Task goal: The output should be every line below that includes the word "returning".

Data:
══════════════════════════════

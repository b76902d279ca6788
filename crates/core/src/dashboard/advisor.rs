use crate::dashboard::news::NewsService;
use crate::dashboard::samples;
use crate::domain::contract::LlmStockRecommendation;
use crate::domain::recommendation::StockRecommendation;
use crate::domain::stock::normalize_symbol;
use crate::llm::json;
use crate::llm::{CompletionClient, CompletionRequest};
use crate::storage::{require_key, ApiKeyKind, KeyStore};
use anyhow::Context;
use std::sync::Arc;

const SYSTEM_PROMPT: &str = r#"You are an equity analyst giving a brief recommendation on a single stock.
Respond with a single JSON object and nothing else, using exactly this shape:
{
  "recommendation": "buy" | "sell" | "hold",
  "confidence": <integer 55-85>,
  "reasoning": "<2-3 sentences>",
  "timeHorizon": "short-term" | "medium-term" | "long-term"
}"#;

const TEMPERATURE: f32 = 0.5;
const MAX_TOKENS: u32 = 500;
pub const MAX_HEADLINES: usize = 5;

#[derive(Clone)]
pub struct StockAdvisor {
    keys: Arc<dyn KeyStore>,
    llm: Arc<dyn CompletionClient>,
    news: Option<Arc<NewsService>>,
}

impl StockAdvisor {
    pub fn new(
        keys: Arc<dyn KeyStore>,
        llm: Arc<dyn CompletionClient>,
        news: Option<Arc<NewsService>>,
    ) -> Self {
        Self { keys, llm, news }
    }

    /// Buy/sell/hold call for `symbol`, with recent headlines as context when
    /// the news feed has any.
    pub async fn recommend(&self, symbol: &str) -> anyhow::Result<StockRecommendation> {
        let api_key = require_key(self.keys.as_ref(), ApiKeyKind::CompletionProvider)?;
        let symbol = normalize_symbol(symbol);

        let headlines = match &self.news {
            Some(news) => news.headlines_for(&symbol, MAX_HEADLINES).await,
            None => Vec::new(),
        };

        let text = self
            .llm
            .complete(
                &api_key,
                CompletionRequest {
                    system: SYSTEM_PROMPT.to_string(),
                    user: user_prompt(&symbol, &headlines),
                    temperature: TEMPERATURE,
                    max_tokens: MAX_TOKENS,
                },
            )
            .await
            .with_context(|| format!("recommendation request failed for {symbol}"))?;

        let raw: LlmStockRecommendation = json::parse_object(&text)?;
        let recommendation = raw.validate_and_into_recommendation()?;
        tracing::info!(
            %symbol,
            headlines = headlines.len(),
            call = ?recommendation.recommendation,
            confidence = recommendation.confidence,
            "generated stock recommendation"
        );
        Ok(recommendation)
    }

    /// Canned recommendation for running without a completion key.
    pub fn sample(&self, symbol: &str) -> StockRecommendation {
        samples::sample_recommendation(&normalize_symbol(symbol), &mut rand::thread_rng())
    }
}

fn user_prompt(symbol: &str, headlines: &[String]) -> String {
    let mut prompt = format!("Give your recommendation for {symbol}.");
    if !headlines.is_empty() {
        prompt.push_str("\n\nRecent headlines:");
        for headline in headlines {
            prompt.push_str("\n- ");
            prompt.push_str(headline);
        }
    }
    prompt
}

#[cfg(test)]
mod tests {
    use super::*;
    use crate::dashboard::ranking::ImportanceRanker;
    use crate::dashboard::testing::{feed_item, FakeFeed, FakeLlm};
    use crate::domain::recommendation::{Recommendation, TimeHorizon};
    use crate::storage::{MemoryKeyStore, MissingApiKey};

    const REPLY: &str = r#"{"recommendation": "BUY", "confidence": "80%", "reasoning": "Services growth offsets slower hardware.", "timeHorizon": "long-term"}"#;

    fn keys() -> Arc<dyn KeyStore> {
        Arc::new(
            MemoryKeyStore::new()
                .with_key(ApiKeyKind::CompletionProvider, "sk")
                .with_key(ApiKeyKind::NewsProvider, "av"),
        )
    }

    #[tokio::test]
    async fn missing_key_is_a_configuration_error() {
        let llm = Arc::new(FakeLlm::replying(REPLY));
        let feed = Arc::new(FakeFeed::returning(vec![feed_item("Apple beats")]));
        let store: Arc<dyn KeyStore> =
            Arc::new(MemoryKeyStore::new().with_key(ApiKeyKind::NewsProvider, "av"));
        let news = NewsService::new(store.clone(), feed.clone(), None, ImportanceRanker::new(llm.clone()));
        let advisor = StockAdvisor::new(store, llm.clone(), Some(Arc::new(news)));

        let err = advisor.recommend("AAPL").await.unwrap_err();
        assert!(err.downcast_ref::<MissingApiKey>().is_some());
        assert!(llm.requests().is_empty());
        assert!(feed.queries().is_empty());
    }

    #[tokio::test]
    async fn headlines_are_added_to_the_prompt() {
        let llm = Arc::new(FakeLlm::replying(REPLY));
        let feed = Arc::new(FakeFeed::returning(vec![
            feed_item("Apple unveils new iPhone"),
            feed_item("Apple services revenue hits record"),
        ]));
        let news = NewsService::new(keys(), feed.clone(), None, ImportanceRanker::new(llm.clone()));
        let advisor = StockAdvisor::new(keys(), llm.clone(), Some(Arc::new(news)));

        let rec = advisor.recommend("aapl").await.unwrap();
        assert_eq!(rec.recommendation, Recommendation::Buy);
        assert_eq!(rec.confidence, 80);
        assert_eq!(rec.time_horizon, TimeHorizon::LongTerm);

        assert_eq!(feed.queries()[0].tickers.as_deref(), Some("AAPL"));
        let requests = llm.requests();
        assert_eq!(requests.len(), 1);
        assert_eq!(requests[0].temperature, 0.5);
        assert_eq!(requests[0].max_tokens, 500);
        assert!(requests[0].user.contains("AAPL"));
        assert!(requests[0].user.contains("- Apple services revenue hits record"));
    }

    #[tokio::test]
    async fn failed_headline_lookup_still_recommends() {
        let llm = Arc::new(FakeLlm::replying(REPLY));
        let news = NewsService::new(
            keys(),
            Arc::new(FakeFeed::failing("rate limited")),
            None,
            ImportanceRanker::new(llm.clone()),
        );
        let advisor = StockAdvisor::new(keys(), llm.clone(), Some(Arc::new(news)));

        advisor.recommend("MSFT").await.unwrap();
        assert!(!llm.requests()[0].user.contains("Recent headlines"));
    }

    #[tokio::test]
    async fn weak_fields_are_defaulted() {
        let llm = Arc::new(FakeLlm::replying(
            r#"{"recommendation": "accumulate", "confidence": 12, "reasoning": "Limited visibility."}"#,
        ));
        let rec = StockAdvisor::new(keys(), llm, None).recommend("XYZ").await.unwrap();
        assert_eq!(rec.recommendation, Recommendation::Hold);
        assert_eq!(rec.confidence, 55);
        assert_eq!(rec.time_horizon, TimeHorizon::MediumTerm);
    }

    #[tokio::test]
    async fn missing_reasoning_propagates() {
        let llm = Arc::new(FakeLlm::replying(r#"{"recommendation": "sell", "confidence": 70}"#));
        let err = StockAdvisor::new(keys(), llm, None).recommend("XYZ").await.unwrap_err();
        assert!(err.to_string().contains("reasoning"));
    }
}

══════════════════════════════

Solution:
        let feed = Arc::new(FakeFeed::returning(vec![feed_item("Apple beats")]));
        let feed = Arc::new(FakeFeed::returning(vec![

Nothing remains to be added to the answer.